On webkit-only mobile javascript libraries

José M. Pérez

José M. Pérez / January 08, 2012

4 min read––– views

During the last days I have been looking for a Javascript library targeted to recent mobile devices. Though I am familiar with jQuery, there is a lot of code that deals with browsers and issues that are specific to desktop browsers, but not to mobile ones, at least when working with browsers running on smartphones and tablets.

Q.mobi demo running on a WP7 emulator

All of them work seamlessly on webkit browsers, which are the most broadly used ones, but only a few take into account Internet Explorer, Opera Mobile or Firefox.

The current status of modern mobile browsers

Although there is a vast diversity of mobile devices, I will focus on those running on smartphones and tablets, which normally have a quite good support of HTML5 features and provide a native DOM selector through document.querySelector function.

There are nice sites showing comparison of different Javascript libraries for mobile, i.e Markus Falk's.

In my case I would like to find a library that works across all devices that support HTML5. I have been using zepto.js for some time. It is quite small and it has a jQuery-ish syntax. However, it lacks support of some HTML5 compliant browsers:

Zepto supports Safari, Chrome, Firefox and Opera and any mobile WebKit-based browser, including iOS Mobile Safari, Android browser, HP webOS browser, Blackberry Tablet OS browser and others. Zepto does not support Internet Explorer.

You are the only one who knows better what platforms your products are targeted to and what browsers your visitors are using to reach your site. Just keep in mind that there are more players apart from webkit.

Windows Phone 7

Not supporting Internet Explorer, Zepto doesn't support Windows Phone 7 devices. WP7's browser is an Internet Explorer version for mobile, that at least in its latest version 9 supports widely HTML5 features. At least from a mobile-targeted JS library point of view, it provides document.querySelectorAll and it is compatible with the standard way to add, for instance, an event using element.addEventListener.

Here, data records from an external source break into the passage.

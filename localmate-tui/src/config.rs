use anyhow::{Context, Result};
use serde::{Deserialize, Serialize};
use std::path::PathBuf;

#[derive(Debug, Clone, Serialize, Deserialize)]
pub struct MateConfig {
    /// Base URL of the LocalMate API, e.g. "http://localhost:8000/api"
    #[serde(default = "default_api_url")]
    pub api_url: String,
    /// Preferred display language: "en" or "fa"
    #[serde(default = "default_language")]
    pub language: String,
}

fn default_api_url() -> String {
    "http://localhost:8000/api".to_string()
}

fn default_language() -> String {
    "en".to_string()
}

impl Default for MateConfig {
    fn default() -> Self {
        Self {
            api_url: default_api_url(),
            language: default_language(),
        }
    }
}

impl MateConfig {
    pub fn config_path() -> Result<PathBuf> {
        Ok(dirs::config_dir()
            .context("Cannot determine config directory")?
            .join("localmate-tui")
            .join("config.toml"))
    }

    /// Load config from disk. Returns default config if file doesn't exist.
    pub fn load() -> Result<Self> {
        let path = Self::config_path()?;
        if !path.exists() {
            return Ok(Self::default());
        }
        let raw = std::fs::read_to_string(&path)
            .with_context(|| format!("Failed to read config at {}", path.display()))?;
        let config: Self = toml::from_str(&raw)
            .with_context(|| format!("Failed to parse config at {}", path.display()))?;
        Ok(config)
    }

    /// Save config to disk, creating parent directories as needed.
    pub fn save(&self) -> Result<()> {
        let path = Self::config_path()?;
        if let Some(parent) = path.parent() {
            std::fs::create_dir_all(parent)?;
        }
        let raw = toml::to_string_pretty(self)?;
        std::fs::write(&path, raw)?;
        Ok(())
    }
}
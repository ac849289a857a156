use std::time::Instant;

#[derive(Debug, Clone, Copy, PartialEq)]
pub enum View {
    Tasks,
    Timer,
    AddTask,
    ConfirmDelete,
}

/// Which task panel has focus in the Tasks view.
#[derive(Debug, Clone, Copy, PartialEq)]
pub enum Pane {
    Today,
    Pending,
}

#[derive(Debug, Clone, Copy, PartialEq)]
pub enum NotificationKind {
    Success,
    Error,
}

/// Transient on-screen feedback, auto-dismissed by the event loop.
#[derive(Debug, Clone)]
pub struct Notification {
    pub message: String,
    pub kind: NotificationKind,
    pub shown_at: Instant,
}

#[derive(Debug, Clone, Copy, PartialEq)]
pub enum AddTaskField {
    Title,
    Description,
    DueDate,
}

#[derive(Debug, Clone)]
pub struct AddTaskForm {
    pub title: TextInput,
    pub description: TextInput,
    pub due_date: TextInput,
    pub focused: AddTaskField,
}

impl AddTaskForm {
    pub fn new(default_due: &str) -> Self {
        Self {
            title: TextInput::new(),
            description: TextInput::new(),
            due_date: TextInput::from_str(default_due),
            focused: AddTaskField::Title,
        }
    }

    pub fn focused_input_mut(&mut self) -> &mut TextInput {
        match self.focused {
            AddTaskField::Title => &mut self.title,
            AddTaskField::Description => &mut self.description,
            AddTaskField::DueDate => &mut self.due_date,
        }
    }

    pub fn next_field(&mut self) {
        self.focused = match self.focused {
            AddTaskField::Title => AddTaskField::Description,
            AddTaskField::Description => AddTaskField::DueDate,
            AddTaskField::DueDate => AddTaskField::Title,
        };
    }

    pub fn prev_field(&mut self) {
        self.focused = match self.focused {
            AddTaskField::Title => AddTaskField::DueDate,
            AddTaskField::Description => AddTaskField::Title,
            AddTaskField::DueDate => AddTaskField::Description,
        };
    }
}

/// The task pending deletion while the confirmation dialog is open.
#[derive(Debug, Clone, PartialEq)]
pub struct DeleteContext {
    pub task_id: i64,
    pub title: String,
}

/// A text input with mid-string cursor support.
#[derive(Debug, Clone, PartialEq, Default)]
pub struct TextInput {
    pub value: String,
    pub cursor: usize,
}

impl TextInput {
    pub fn new() -> Self {
        Self::default()
    }

    pub fn from_str(s: &str) -> Self {
        Self {
            value: s.to_string(),
            cursor: s.len(),
        }
    }

    /// Insert a character at the cursor position.
    pub fn insert(&mut self, c: char) {
        self.value.insert(self.cursor, c);
        self.cursor += c.len_utf8();
    }

    /// Delete the character immediately before the cursor (backspace).
    pub fn backspace(&mut self) {
        if self.cursor == 0 {
            return;
        }
        let new_cursor = self.prev_boundary(self.cursor);
        self.value.drain(new_cursor..self.cursor);
        self.cursor = new_cursor;
    }

    /// Move cursor one char to the left.
    pub fn move_left(&mut self) {
        if self.cursor > 0 {
            self.cursor = self.prev_boundary(self.cursor);
        }
    }

    /// Move cursor one char to the right.
    pub fn move_right(&mut self) {
        if self.cursor < self.value.len() {
            self.cursor = self.next_boundary(self.cursor);
        }
    }

    pub fn clear(&mut self) {
        self.value.clear();
        self.cursor = 0;
    }

    /// Returns the string split at the cursor: (before, after).
    pub fn split_at_cursor(&self) -> (&str, &str) {
        (&self.value[..self.cursor], &self.value[self.cursor..])
    }

    fn prev_boundary(&self, pos: usize) -> usize {
        debug_assert!(pos > 0, "prev_boundary called with pos == 0");
        let mut p = pos;
        loop {
            p -= 1;
            if self.value.is_char_boundary(p) {
                return p;
            }
        }
    }

    fn next_boundary(&self, pos: usize) -> usize {
        debug_assert!(
            pos < self.value.len(),
            "next_boundary called at end of string"
        );
        let mut p = pos + 1;
        while p <= self.value.len() && !self.value.is_char_boundary(p) {
            p += 1;
        }
        p
    }
}
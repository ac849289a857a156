use tokio::sync::mpsc::{self, UnboundedReceiver, UnboundedSender};

#[derive(Debug, Clone, PartialEq)]
pub(super) enum Action {
    ReloadTasks,
    CreateTask,
    ToggleTask { task_id: i64 },
    MoveToToday { task_id: i64 },
    ConfirmDelete,
    StartTimer,
    StopTimer,
    CompleteTimer { task_id: i64, duration_minutes: u32 },
    RefreshTotalTime { task_id: i64 },
    ToggleLanguage,
}

pub(super) type ActionTx = UnboundedSender<Action>;
pub(super) type ActionRx = UnboundedReceiver<Action>;

pub(super) fn channel() -> (ActionTx, ActionRx) {
    mpsc::unbounded_channel()
}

Microsoft is working hard in order to provide Windows Phone 7 devices with a top browser that mobile specific libraries seem to ignore.

Firefox for Mobile (aka Fennec)

By only supporting webkit devices, Mozilla's Firefox for Mobile is put aside, even though they are working hard on adding promising HTML5 APIs. Recently, I got the chance to play around with the Battery API, the Camera API and the Vibrator API checking out John Hammink's demos using a nightly version of this browser on an Android phone.

Opera Mobile

Opera Mobile, being powered by a Presto engine, is also disregarded by webkit-only frameworks. And it seems they are doing a great job supporting HTML5 functionality. Seeing how they are performing in the Android Market with increasing download rates and good reviews, we should keep an eye on it.

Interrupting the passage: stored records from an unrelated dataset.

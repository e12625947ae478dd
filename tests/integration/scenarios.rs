//! End-to-end scenarios for complete plans

use std::fs;

use tempfile::TempDir;

use weft::executor::{ExecutorConfig, DRY_RUN_MARKER};
use weft::models::{RunStatus, TaskStatus};

use super::helpers::{gate_ids, marker, run, task, task_ids};

#[test]
fn test_linear_chain_with_passing_gates() {
    let report = run(
        r#"
metadata: {id: release, name: Release, version: 1.0.0}
tasks:
  - {id: setup, name: Setup, command: "true"}
  - {id: build, name: Build, type: build, command: "true", dependsOn: [setup]}
  - {id: test, name: Test, type: test, command: "true", dependsOn: [build]}
qualityGates:
  - {id: lint, name: Lint, type: lint, config: {command: "true"}}
  - {id: tests, name: Tests, type: test, config: {command: "true"}}
  - {id: build, name: Build, type: build, config: {command: "true"}}
"#,
        ExecutorConfig::default(),
    );

    assert_eq!(report.status, RunStatus::Passed);
    assert!(report.tasks.iter().all(|t| t.status == TaskStatus::Completed));
    assert_eq!(gate_ids(&report), vec!["lint", "tests", "build"]);
    assert!(report.gates.iter().all(|g| g.passed));

    let setup = task(&report, "setup");
    let build = task(&report, "build");
    let test = task(&report, "test");
    assert!(setup.start_time < build.start_time);
    assert!(build.start_time < test.start_time);
}

#[test]
fn test_failing_task_halts_under_default_policy() {
    let report = run(
        r#"
metadata: {id: p, name: P, version: 1.0.0}
tasks:
  - {id: failing-task, name: Failing, command: "exit 1"}
  - {id: dependent-task, name: Dependent, command: "true", dependsOn: [failing-task]}
  - {id: independent-task, name: Independent, command: "true"}
"#,
        ExecutorConfig::default(),
    );

    assert_eq!(task_ids(&report), vec!["failing-task"]);
    assert_eq!(report.tasks[0].status, TaskStatus::Failed);
    assert_eq!(report.status, RunStatus::Failed);
    assert_eq!(report.summary.not_started_tasks, 2);
}

#[test]
fn test_required_gate_failure_stops_later_gates() {
    let report = run(
        r#"
metadata: {id: p, name: P, version: 1.0.0}
qualityGates:
  - {id: passing, name: Passing, type: lint, config: {command: "true"}}
  - {id: failing, name: Failing, type: test, config: {command: "exit 1"}}
  - {id: subsequent, name: Subsequent, type: build, required: false, config: {command: "true"}}
"#,
        ExecutorConfig::default(),
    );

    assert_eq!(report.gates.len(), 2);
    assert_eq!(gate_ids(&report), vec!["passing", "failing"]);
    assert_eq!(report.status, RunStatus::Failed);
}

#[test]
fn test_lint_warnings_fail_despite_zero_exit() {
    let report = run(
        r#"
metadata: {id: p, name: P, version: 1.0.0}
qualityGates:
  - {id: lint, name: Lint, config: {command: "echo '2 warnings found'"}}
"#,
        ExecutorConfig::default(),
    );

    let gate = &report.gates[0];
    assert_eq!(gate.details["exitCode"], 0);
    assert!(!gate.passed);
    assert_eq!(report.status, RunStatus::Failed);
}

#[test]
fn test_dry_run_spawns_nothing_and_keeps_order() {
    let dir = TempDir::new().unwrap();
    let touched = marker(dir.path(), "touched");
    let yaml = format!(
        r#"
metadata: {{id: p, name: P, version: 1.0.0}}
tasks:
  - {{id: deploy, name: Deploy, command: "touch {touched}", dependsOn: [build]}}
  - {{id: build, name: Build, command: "touch {touched}"}}
qualityGates:
  - {{id: lint, name: Lint, config: {{command: "touch {touched}"}}}}
"#
    );

    let report = run(&yaml, ExecutorConfig::default().with_dry_run(true));

    assert!(fs::read_dir(dir.path()).unwrap().next().is_none());
    assert!(report.dry_run);
    assert_eq!(task_ids(&report), vec!["build", "deploy"]);
    assert!(report.tasks.iter().all(|t| t.simulated && t.stdout.starts_with(DRY_RUN_MARKER)));
    assert!(task(&report, "build").start_time <= task(&report, "deploy").start_time);
    assert!(report.gates[0].passed);
    assert_eq!(report.gates[0].details["simulated"], true);
}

A tip for mobile JS libraries developers

It is clear that supporting more platforms means having to deal with specific browser's issues that may lead to more work to be done in order to maintain the library. Moreover, these libraries have a small size as one of its main constraints.

However, take into account that most recent versions of Internet Explorer and Opera Mobile have a similar feature set to the webkit's one, and adding support to them could be quite easy.

Having a look at their source code, I have seen that some libraries rely on non-standard features, like proprietary property proto, to provide a chain-able API and add custom functions like addClass or removeClass to an element, or ready to a document.

Take zepto.js as an example:

function Z(dom, selector){
    dom = dom || emptyArray;
    dom.__proto__ = Z.prototype;
    dom.selector = selector || '';
    return dom;

The usage of __proto__ to extend the DOM element by modifying the prototype chain doesn't work on IE or Opera, as a user already pointed out.

This is an approach to avoid extending the DOM, defining every helper method in every retrieved DOM element, or implementing a wrapper around an HTMLElement like jQuery does with its jQuery object, but only supporting Gecko and Webkit browsers.

A tip for webapps developers

I would like to tell developers that they should try to go the extra mile and consider supporting non-webkit mobile browsers. Definitely, manufacturers like Nokia are betting on WP7 (you only have to see their Lumia 800 ad campaign) and we could see an increase in IE mobile share. In addition, as browsers other than the default one can be installed on some devices like Android ones, opening the door to Opera Mobile and Firefox, we can't be sure that an Android user will be using a webkit browser.